Given data Block Start
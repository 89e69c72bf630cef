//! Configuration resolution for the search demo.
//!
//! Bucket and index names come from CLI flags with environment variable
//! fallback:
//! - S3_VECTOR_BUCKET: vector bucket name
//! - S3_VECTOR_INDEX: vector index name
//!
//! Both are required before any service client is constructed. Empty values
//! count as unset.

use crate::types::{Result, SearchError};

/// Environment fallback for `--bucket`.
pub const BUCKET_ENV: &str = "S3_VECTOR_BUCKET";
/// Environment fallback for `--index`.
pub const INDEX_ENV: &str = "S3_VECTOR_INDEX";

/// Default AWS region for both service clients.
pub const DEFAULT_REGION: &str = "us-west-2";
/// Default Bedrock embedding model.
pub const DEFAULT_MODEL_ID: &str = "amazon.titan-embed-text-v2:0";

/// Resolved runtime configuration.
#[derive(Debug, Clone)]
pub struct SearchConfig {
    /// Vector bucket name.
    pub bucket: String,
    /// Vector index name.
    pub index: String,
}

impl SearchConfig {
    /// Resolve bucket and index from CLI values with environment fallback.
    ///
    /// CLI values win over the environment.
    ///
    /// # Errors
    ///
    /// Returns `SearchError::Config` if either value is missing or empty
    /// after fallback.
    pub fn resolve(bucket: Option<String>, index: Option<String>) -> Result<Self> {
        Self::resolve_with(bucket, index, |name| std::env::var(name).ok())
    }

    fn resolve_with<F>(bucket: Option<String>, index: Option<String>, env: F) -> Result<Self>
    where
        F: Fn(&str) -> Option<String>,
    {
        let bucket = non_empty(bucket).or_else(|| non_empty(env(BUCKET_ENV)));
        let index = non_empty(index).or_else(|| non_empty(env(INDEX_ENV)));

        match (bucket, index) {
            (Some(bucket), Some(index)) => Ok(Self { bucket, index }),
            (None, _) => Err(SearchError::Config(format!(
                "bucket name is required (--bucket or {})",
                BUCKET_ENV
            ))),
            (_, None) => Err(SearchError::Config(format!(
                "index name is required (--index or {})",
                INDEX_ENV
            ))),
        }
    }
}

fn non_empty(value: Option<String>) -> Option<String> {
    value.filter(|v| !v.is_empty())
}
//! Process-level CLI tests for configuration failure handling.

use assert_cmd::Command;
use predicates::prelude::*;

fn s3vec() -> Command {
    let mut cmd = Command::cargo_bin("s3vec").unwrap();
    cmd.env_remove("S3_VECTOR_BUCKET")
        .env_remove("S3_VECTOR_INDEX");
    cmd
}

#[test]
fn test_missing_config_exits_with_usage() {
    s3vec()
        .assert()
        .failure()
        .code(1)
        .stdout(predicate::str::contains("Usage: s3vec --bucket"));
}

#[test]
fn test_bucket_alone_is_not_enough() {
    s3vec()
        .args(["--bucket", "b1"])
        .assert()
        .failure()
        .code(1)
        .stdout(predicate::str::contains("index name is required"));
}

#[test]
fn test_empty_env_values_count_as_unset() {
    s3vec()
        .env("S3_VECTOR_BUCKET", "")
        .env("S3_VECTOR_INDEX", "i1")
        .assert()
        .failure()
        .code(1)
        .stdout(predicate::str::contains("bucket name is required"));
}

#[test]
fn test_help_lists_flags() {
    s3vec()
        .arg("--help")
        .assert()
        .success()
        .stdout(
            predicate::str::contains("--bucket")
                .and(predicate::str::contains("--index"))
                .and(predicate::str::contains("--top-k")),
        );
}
Given data Block End
Given data Block Start
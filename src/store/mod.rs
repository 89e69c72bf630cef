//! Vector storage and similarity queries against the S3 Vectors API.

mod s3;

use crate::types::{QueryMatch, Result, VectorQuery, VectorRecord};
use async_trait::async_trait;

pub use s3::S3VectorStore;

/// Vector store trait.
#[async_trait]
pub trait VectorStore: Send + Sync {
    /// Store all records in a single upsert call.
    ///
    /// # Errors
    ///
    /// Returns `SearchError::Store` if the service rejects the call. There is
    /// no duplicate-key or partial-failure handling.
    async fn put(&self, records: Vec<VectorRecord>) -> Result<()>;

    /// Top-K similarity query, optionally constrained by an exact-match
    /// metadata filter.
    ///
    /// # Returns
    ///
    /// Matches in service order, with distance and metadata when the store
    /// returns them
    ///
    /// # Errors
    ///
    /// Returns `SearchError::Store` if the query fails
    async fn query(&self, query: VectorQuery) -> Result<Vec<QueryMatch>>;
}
Given data Block End
Given data Block Start
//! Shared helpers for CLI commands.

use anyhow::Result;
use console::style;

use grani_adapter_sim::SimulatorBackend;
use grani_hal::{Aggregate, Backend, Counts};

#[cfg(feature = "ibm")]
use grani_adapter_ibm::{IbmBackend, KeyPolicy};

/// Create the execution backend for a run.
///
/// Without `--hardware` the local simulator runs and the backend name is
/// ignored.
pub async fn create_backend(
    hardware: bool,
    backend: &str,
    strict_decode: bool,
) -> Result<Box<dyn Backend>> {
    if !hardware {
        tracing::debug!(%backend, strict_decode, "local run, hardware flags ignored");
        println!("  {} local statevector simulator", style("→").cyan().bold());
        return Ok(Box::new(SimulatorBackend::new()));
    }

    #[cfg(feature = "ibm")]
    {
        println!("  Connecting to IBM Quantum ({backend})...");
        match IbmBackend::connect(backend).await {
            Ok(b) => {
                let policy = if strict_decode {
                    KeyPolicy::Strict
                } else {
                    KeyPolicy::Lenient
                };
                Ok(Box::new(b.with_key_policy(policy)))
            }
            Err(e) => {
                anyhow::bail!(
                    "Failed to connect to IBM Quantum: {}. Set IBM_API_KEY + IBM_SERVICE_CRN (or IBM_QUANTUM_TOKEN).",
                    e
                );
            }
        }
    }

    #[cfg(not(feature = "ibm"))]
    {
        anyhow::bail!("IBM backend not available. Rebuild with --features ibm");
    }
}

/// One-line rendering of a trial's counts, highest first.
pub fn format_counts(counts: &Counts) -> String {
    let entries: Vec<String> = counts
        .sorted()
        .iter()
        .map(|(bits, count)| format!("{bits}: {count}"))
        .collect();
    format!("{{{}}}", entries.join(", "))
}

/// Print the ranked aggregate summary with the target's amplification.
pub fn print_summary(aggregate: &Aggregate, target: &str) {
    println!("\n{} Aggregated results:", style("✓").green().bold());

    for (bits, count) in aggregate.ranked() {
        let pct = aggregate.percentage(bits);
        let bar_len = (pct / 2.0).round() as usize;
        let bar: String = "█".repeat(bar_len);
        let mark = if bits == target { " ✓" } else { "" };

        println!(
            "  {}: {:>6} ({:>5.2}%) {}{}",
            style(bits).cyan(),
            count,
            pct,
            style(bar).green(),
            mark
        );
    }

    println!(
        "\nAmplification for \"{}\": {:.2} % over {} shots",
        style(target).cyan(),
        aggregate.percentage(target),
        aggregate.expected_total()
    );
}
Given data Block End
Write only the number of lines above that contain "hardware".

4